Changing El Nino-Southern Oscillation in a warming climate

The El Nino-Southern Oscillation (ENSO) has global climatic implications, necessitating understanding of its observed and projected changes. This Review brings together knowledge of ENSO in a warming climate, revealing projected increases in ENSO magnitude, as well as ENSO-related rainfall and sea surface temperature variability. Originating in the equatorial Pacific, the El Nino-Southern Oscillation (ENSO) has highly consequential global impacts, motivating the need to understand its responses to anthropogenic warming. In this Review, we synthesize advances in observed and projected changes of multiple aspects of ENSO, including the processes behind such changes. As in previous syntheses, there is an inter-model consensus of an increase in future ENSO rainfall variability.
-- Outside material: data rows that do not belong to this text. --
use sea_orm::{
    ActiveModelTrait, ColumnTrait, Condition, DatabaseConnection, EntityTrait, ModelTrait, QueryFilter, QueryOrder,
};
use serde::Serialize;
use tracing::info;
use uuid::Uuid;

use models::{activity, fields, lead, opportunity};
use models::lead::{LeadPatch, LeadSource, LeadStatus, NewLead};

use crate::errors::ServiceError;
use crate::pagination::{fetch_page, Paginated, Pagination};

#[derive(Debug, Clone, Default)]
pub struct LeadFilter {
    pub search: Option<String>,
    pub status: Option<String>,
    pub source: Option<String>,
}

#[derive(Debug, Clone, Serialize)]
pub struct LeadDetail {
    #[serde(flatten)]
    pub lead: lead::Model,
    pub opportunities: Vec<opportunity::Model>,
    pub activities: Vec<activity::Model>,
}

pub async fn list_leads(
    db: &DatabaseConnection,
    filter: LeadFilter,
    page: Pagination,
) -> Result<Paginated<lead::Model>, ServiceError> {
    let mut cond = Condition::all();
    if let Some(s) = fields::optional_text(filter.search.as_deref()) {
        cond = cond.add(
            Condition::any()
                .add(lead::Column::Name.contains(&s))
                .add(lead::Column::Company.contains(&s))
                .add(lead::Column::Email.contains(&s)),
        );
    }
    if let Some(s) = fields::optional_text(filter.status.as_deref()) {
        let status: LeadStatus = fields::parse_enum("status", &s)?;
        cond = cond.add(lead::Column::Status.eq(status));
    }
    if let Some(s) = fields::optional_text(filter.source.as_deref()) {
        let source: LeadSource = fields::parse_enum("source", &s)?;
        cond = cond.add(lead::Column::Source.eq(source));
    }
    let select = lead::Entity::find()
        .filter(cond)
        .order_by_desc(lead::Column::CreatedAt)
        .order_by_desc(lead::Column::Id);
    Ok(fetch_page(db, select, page).await?)
}

pub async fn get_lead(db: &DatabaseConnection, id: Uuid) -> Result<LeadDetail, ServiceError> {
    let lead = lead::Entity::find_by_id(id)
        .one(db)
        .await?
        .ok_or_else(|| ServiceError::not_found("lead"))?;
    let opportunities = lead
        .find_related(opportunity::Entity)
        .order_by_desc(opportunity::Column::CreatedAt)
        .all(db)
        .await?;
    let activities = lead
        .find_related(activity::Entity)
        .order_by_desc(activity::Column::ActivityDate)
        .all(db)
        .await?;
    Ok(LeadDetail { lead, opportunities, activities })
}

pub async fn create_lead(db: &DatabaseConnection, input: NewLead) -> Result<lead::Model, ServiceError> {
    let created = input.into_active_model()?.insert(db).await?;
    info!(lead_id = %created.id, source = ?created.source, "lead created");
    Ok(created)
}

pub async fn update_lead(db: &DatabaseConnection, id: Uuid, patch: LeadPatch) -> Result<lead::Model, ServiceError> {
    let current = lead::Entity::find_by_id(id)
        .one(db)
        .await?
        .ok_or_else(|| ServiceError::not_found("lead"))?;
    let updated = patch.apply(current)?.update(db).await?;
    info!(lead_id = %id, status = ?updated.status, "lead updated");
    Ok(updated)
}

/// Converted leads are removed by the conversion itself, so they answer NotFound here.
pub async fn delete_lead(db: &DatabaseConnection, id: Uuid) -> Result<(), ServiceError> {
    let res = lead::Entity::delete_by_id(id).exec(db).await?;
    if res.rows_affected == 0 {
        return Err(ServiceError::not_found("lead"));
    }
    info!(lead_id = %id, "lead deleted");
    Ok(())
}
Now, however, it is apparent that models that best capture key ENSO dynamics also tend to project an increase in future ENSO sea surface temperature variability and, thereby, ENSO magnitude under greenhouse warming, as well as an eastward shift and intensification of ENSO-related atmospheric teleconnections - the Pacific-North American and Pacific-South American patterns. Such projected changes are consistent with palaeoclimate evidence of stronger ENSO variability since the 1950s compared with past centuries. The increase in ENSO variability, though underpinned by increased equatorial Pacific upper-ocean stratification, is strongly influenced by internal variability, raising issues about its quantifiability and detectability. Yet, ongoing coordinated community efforts and computational advances are enabling long-simulation, large-ensemble experiments and high-resolution modelling, offering encouraging prospects for alleviating model biases, incorporating fundamental dynamical processes and reducing uncertainties in projections.

Automated summary

This review discusses the global climatic implications of El Nino-Southern Oscillation (ENSO) and highlights projected increases in ENSO magnitude, rainfall, and sea surface temperature variability under anthropogenic warming. It also emphasizes the importance of understanding ENSO dynamics and highlights advancements in modeling and simulations to reduce uncertainties in future projections.